All audio travels as PCM16 at 24kHz, base64-encoded over WebSocket JSON messages.

  1. Client captures microphone audio (24kHz PCM16, mono)
  2. Client sends audio.append messages with base64 data
  3. Relay forwards to provider:
    • Gemini: downsampled to 16kHz (Gemini requires 16kHz), sent as realtimeInput.audio
    • OpenAI: forwarded at 24kHz as input_audio_buffer.append
  4. Provider runs voice activity detection (VAD) to determine speech boundaries
  1. Provider generates speech audio
  2. Relay receives audio and sends audio.delta messages to client
  3. Client decodes base64 PCM16 and plays through speakers
  4. On barge-in (user starts talking), client receives turn.started and stops playback
Mic -> PCM16 24kHz -> base64 -> audio.append -> [Relay] -> provider format -> [AI]
|
[Speakers] <- PCM16 decode <- base64 <- audio.delta <- [Relay] <- model audio <-+

The desktop app can share screen content with the AI (Gemini only — OpenAI Realtime does not support video input).
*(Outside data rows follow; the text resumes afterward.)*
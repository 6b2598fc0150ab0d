//! Amount calculation using rust_decimal for precision

use rust_decimal::prelude::*;

/// Currency precision (2 decimal places, half away from zero)
const DECIMAL_PLACES: u32 = 2;

/// Convert f64 to Decimal for calculation
///
/// Non-finite input becomes zero; handlers reject it before it gets here.
#[inline]
pub fn to_decimal(value: f64) -> Decimal {
    Decimal::from_f64(value).unwrap_or_else(|| {
        tracing::error!(value = ?value, "Non-finite f64 in amount calculation, defaulting to zero");
        Decimal::ZERO
    })
}

/// Convert Decimal back to f64 for storage, rounded to 2 decimal places
#[inline]
pub fn to_f64(value: Decimal) -> f64 {
    value
        .round_dp_with_strategy(DECIMAL_PLACES, RoundingStrategy::MidpointAwayFromZero)
        .to_f64()
        .unwrap_or_default()
}

/// Payable amount for one delivery: `liters × fat × base_rate`, rounded to 2dp
///
/// `fat` is the raw percentage reading (4.5, not 0.045). No validation here;
/// negative input yields a negative amount.
pub fn compute_amount(liters: f64, fat: f64, base_rate: f64) -> f64 {
    to_f64(to_decimal(liters) * to_decimal(fat) * to_decimal(base_rate))
}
  1. User picks a screen source via Electron’s desktopCapturer
  2. ScreenCapture grabs frames at 1 FPS
  3. Frames are resized to fit within 768px (preserving aspect ratio)
  4. Exported as JPEG at 70% quality, base64 encoded
  5. Sent as frame.append messages over the relay protocol
  6. Relay forwards to Gemini as realtimeInput.video
  1. Client opens WebSocket to ws://<relay>:8080/ws
  2. Client sends session.config with provider, model, voice, API key, and options
  3. Relay validates the API key against RELAY_API_KEY
  4. Relay creates a provider adapter (Gemini or OpenAI) and connects upstream
  5. Relay sends session.ready back to client
  1. Client streams audio via audio.append
  2. Provider detects speech and generates responses
  3. Relay forwards audio (audio.delta), transcripts (transcript.delta/transcript.done), and turn signals (turn.started/turn.ended)
  4. If the AI calls a tool, relay sends tool.call to client (or handles it server-side for echo_tool and ask_brain)

Long-running sessions need periodic rotation to avoid provider timeouts:

  • Gemini: uses session resumption handles. On goAway, the relay reconnects with the stored handle. The conversation continues transparently. Audio and control messages are queued during reconnect.
  • OpenAI: uses timer-based rotation (default 50 minutes). The relay summarizes the transcript, closes the old connection, opens a new one with the summary injected into instructions.

Both emit session.rotating / session.rotated so clients can handle the transition (clear audio buffers, show status).

  1. Client closes WebSocket (or connection drops)
  2. Relay session cleanup runs:
    • Aborts all in-flight tool calls
    • Ends the Langfuse tracing session
    • Syncs conversation transcript to the brain agent for long-term memory
    • Disconnects the provider adapter

The brain agent gives the voice AI capabilities beyond conversation — web search, calendar, tasks, memory, and more. It runs as an async background process.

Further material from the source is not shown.